一只体型最大的食尸鬼走上前,低下头,用鼻子蹭了蹭戚陵的手。
戚陵闭著眼,嘴角却露出微笑。他的手抬起来,抚摸那只食尸鬼的头顶,动作熟练,像是做过无数次。
洞穴的岩壁上,画满了画。
炭笔画和戚陵画筒里的一样。食尸鬼的日常生活,捕食,交配,祭祀,甚至还有幼崽的涂鸦。这不是想像,这是记录。
“他在梦游时来这里。看来应该很久了,可能从他出生开始。他的血脉在召唤他,他被它们接纳了,当成了……幼崽。”
戚陵转过身,面向岩壁,从地上捡起一块炭石,开始画画。他的手在墙上划动,画的是刚才那只大食尸鬼的肖像,每一笔都精准,不需要看模特。

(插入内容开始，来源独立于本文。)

use foodgram_api::error::FoodgramError;
use foodgram_api::usecase::ingredient::{GetIngredientUseCase, ListIngredientsUseCase};
use foodgram_api::usecase::tag::{GetTagUseCase, ListTagsUseCase};

use crate::helpers::MemoryDb;

#[tokio::test]
async fn should_list_tags_by_name() {
    let db = MemoryDb::new();
    db.seed_tag("Lunch", "lunch");
    db.seed_tag("Breakfast", "breakfast");

    let tags = ListTagsUseCase { repo: db.clone() }.execute().await.unwrap();

    let slugs: Vec<&str> = tags.iter().map(|t| t.slug.as_str()).collect();
    assert_eq!(slugs, vec!["breakfast", "lunch"]);
}

#[tokio::test]
async fn should_return_tag_not_found() {
    let result = GetTagUseCase {
        repo: MemoryDb::new(),
    }
    .execute(3)
    .await;
    assert!(matches!(result, Err(FoodgramError::TagNotFound)));
}

#[tokio::test]
async fn should_filter_ingredients_by_prefix_ignoring_case() {
    let db = MemoryDb::new();
    db.seed_ingredient("sugar", "g");
    db.seed_ingredient("salt", "g");
    db.seed_ingredient("Sunflower oil", "ml");
    let uc = ListIngredientsUseCase { repo: db.clone() };

    let found = uc.execute(Some("SU")).await.unwrap();
    let names: Vec<&str> = found.iter().map(|i| i.name.as_str()).collect();
    assert_eq!(names, vec!["Sunflower oil", "sugar"]);
}

#[tokio::test]
async fn should_treat_blank_name_as_no_filter() {
    let db = MemoryDb::new();
    db.seed_ingredient("sugar", "g");
    db.seed_ingredient("salt", "g");
    let uc = ListIngredientsUseCase { repo: db.clone() };

    assert_eq!(uc.execute(Some("  ")).await.unwrap().len(), 2);
    assert_eq!(uc.execute(None).await.unwrap().len(), 2);
}

#[tokio::test]
async fn should_get_ingredient_or_not_found() {
    let db = MemoryDb::new();
    let sugar = db.seed_ingredient("sugar", "g");
    let uc = GetIngredientUseCase { repo: db.clone() };

    assert_eq!(uc.execute(sugar.id).await.unwrap(), sugar);
    assert!(matches!(
        uc.execute(sugar.id + 100).await,
        Err(FoodgramError::IngredientNotFound)
    ));
}
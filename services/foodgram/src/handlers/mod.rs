pub mod ingredient;
pub mod pagination;
pub mod recipe;
pub mod relation;
pub mod response;
pub mod short_link;
pub mod subscription;
pub mod tag;
pub mod user;

use axum::Json;
use axum::extract::rejection::JsonRejection;
use serde::de::DeserializeOwned;

use crate::error::FoodgramError;

/// Unwrap a JSON body, reporting malformed input as a validation error.
pub(crate) fn json_body<T>(body: Result<Json<T>, JsonRejection>) -> Result<T, FoodgramError> {
    body.map(|Json(value)| value)
        .map_err(|rejection| FoodgramError::invalid("body", rejection.body_text()))
}

/// Parse a raw query string with `serde_qs`; absent query yields the default.
pub(crate) fn parse_query<T>(raw_query: Option<String>) -> Result<T, FoodgramError>
where
    T: DeserializeOwned + Default,
{
    raw_query
        .as_deref()
        .map(serde_qs::from_str)
        .transpose()
        .map_err(|_| FoodgramError::InvalidQuery)
        .map(Option::unwrap_or_default)
}

/// Parse a numeric path id. Anything that is not an `i32` names no row,
/// so it maps to the resource's not-found error.
pub(crate) fn path_id(raw: &str, not_found: FoodgramError) -> Result<i32, FoodgramError> {
    raw.parse().map_err(|_| not_found)
}

/// Required field of a request body.
pub(crate) fn required<T>(field: &'static str, value: Option<T>) -> Result<T, FoodgramError> {
    value.ok_or_else(|| FoodgramError::invalid(field, "this field is required"))
}
use sea_orm_migration::prelude::*;

#[derive(DeriveMigrationName)]
pub struct Migration;

#[async_trait::async_trait]
impl MigrationTrait for Migration {
    async fn up(&self, manager: &SchemaManager) -> Result<(), DbErr> {
        manager
            .create_table(
                Table::create()
                    .table(Tags::Table)
                    .if_not_exists()
                    .col(
                        ColumnDef::new(Tags::Id)
                            .integer()
                            .not_null()
                            .auto_increment()
                            .primary_key(),
                    )
                    .col(ColumnDef::new(Tags::Name).string_len(32).not_null().unique_key())
                    .col(ColumnDef::new(Tags::Slug).string_len(32).not_null().unique_key())
                    .to_owned(),
            )
            .await
    }

    async fn down(&self, manager: &SchemaManager) -> Result<(), DbErr> {
        manager
            .drop_table(Table::drop().table(Tags::Table).to_owned())
            .await
    }
}

#[derive(Iden)]
enum Tags {
    Table,
    Id,
    Name,
    Slug,
}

画完了。他退后两步,欣赏自己的作品,然后——睁开了眼睛。
戚陵看著眼前的食尸鬼,看著岩壁上的画,看著自己的手。他的瞳孔收缩,喉咙里发出一声不似人声的尖叫。
“啊——!!”
他跌坐在地,往后爬,撞到岩壁,画筒掉在地上,画卷散落一地。食尸鬼们被惊动,发出嘶嘶声,看著戚陵,眼神里居然带著……悲伤?没有攻击眾人就从另外的洞口相继离开了。
“我不是……我不是……”戚陵抱著头,指甲抠进头皮,“我是人,我是画家,我不是怪物……”
“你是混血。”白大夫走上前,声音冷硬,“半人半食尸鬼。妖鬼追杀你,因为它们闻到了你体內的异类血。你以为你在创作,其实你在记录你的另一个家。”
戚陵抬起头,脸上全是泪和鼻涕:“能治吗?”
“能。”白大夫说,“但得找大祭司。猫族的大祭司,只有她能剥离你体內的食尸鬼血,或者……让你彻底转化,成为完全的食尸鬼,从此活在地下。”
“大祭司在哪?”
“乌撒神庙“白大夫顿了顿,“但她不见外人。尤其是人类,或者说,半人类。”
戚陵瘫在地上,眼神空洞。回到醉猫馆时,天快亮了。
戚陵被老黑扶去休息,灌了安神散,沉沉睡去。白大夫收拾药箱,准备离开。
“两天。”白大夫说,“两天后,他的血脉会再次躁动。到时候要么压制,要么转化,没有中间路。”
灰毛跳上桌子,爪子敲著桌面:“我先去神庙。”“你?”白大夫挑眉。
“正好议长让我送月树结晶给神庙的小崽子们。”灰毛从怀里掏出一个小布包,“顺便我去探探大祭司的口风。”
“大祭司脾气古怪。”白大夫警告,“你这只小老鼠,小心被当成点心。”
“我是迷魅鼠议长的使者!”灰毛挺起胸膛。
白大夫嗤笑一声,推门走了,尾巴在门外甩了一下。
吴覡站在窗边,看著外面的天色。乌撒镇的猫开始活跃,屋顶上闪过一道道影子。
“两天。”吴覡说。
“两天。”灰毛点头,“你也有事?”
“我也有事,两天后这里见。”
老黑从柜檯下摸出两瓶酒,推过来:“带上,神庙那帮猫,好酒比好话管用。”
灰毛抓起一瓶,塞进口袋,然后推门离开。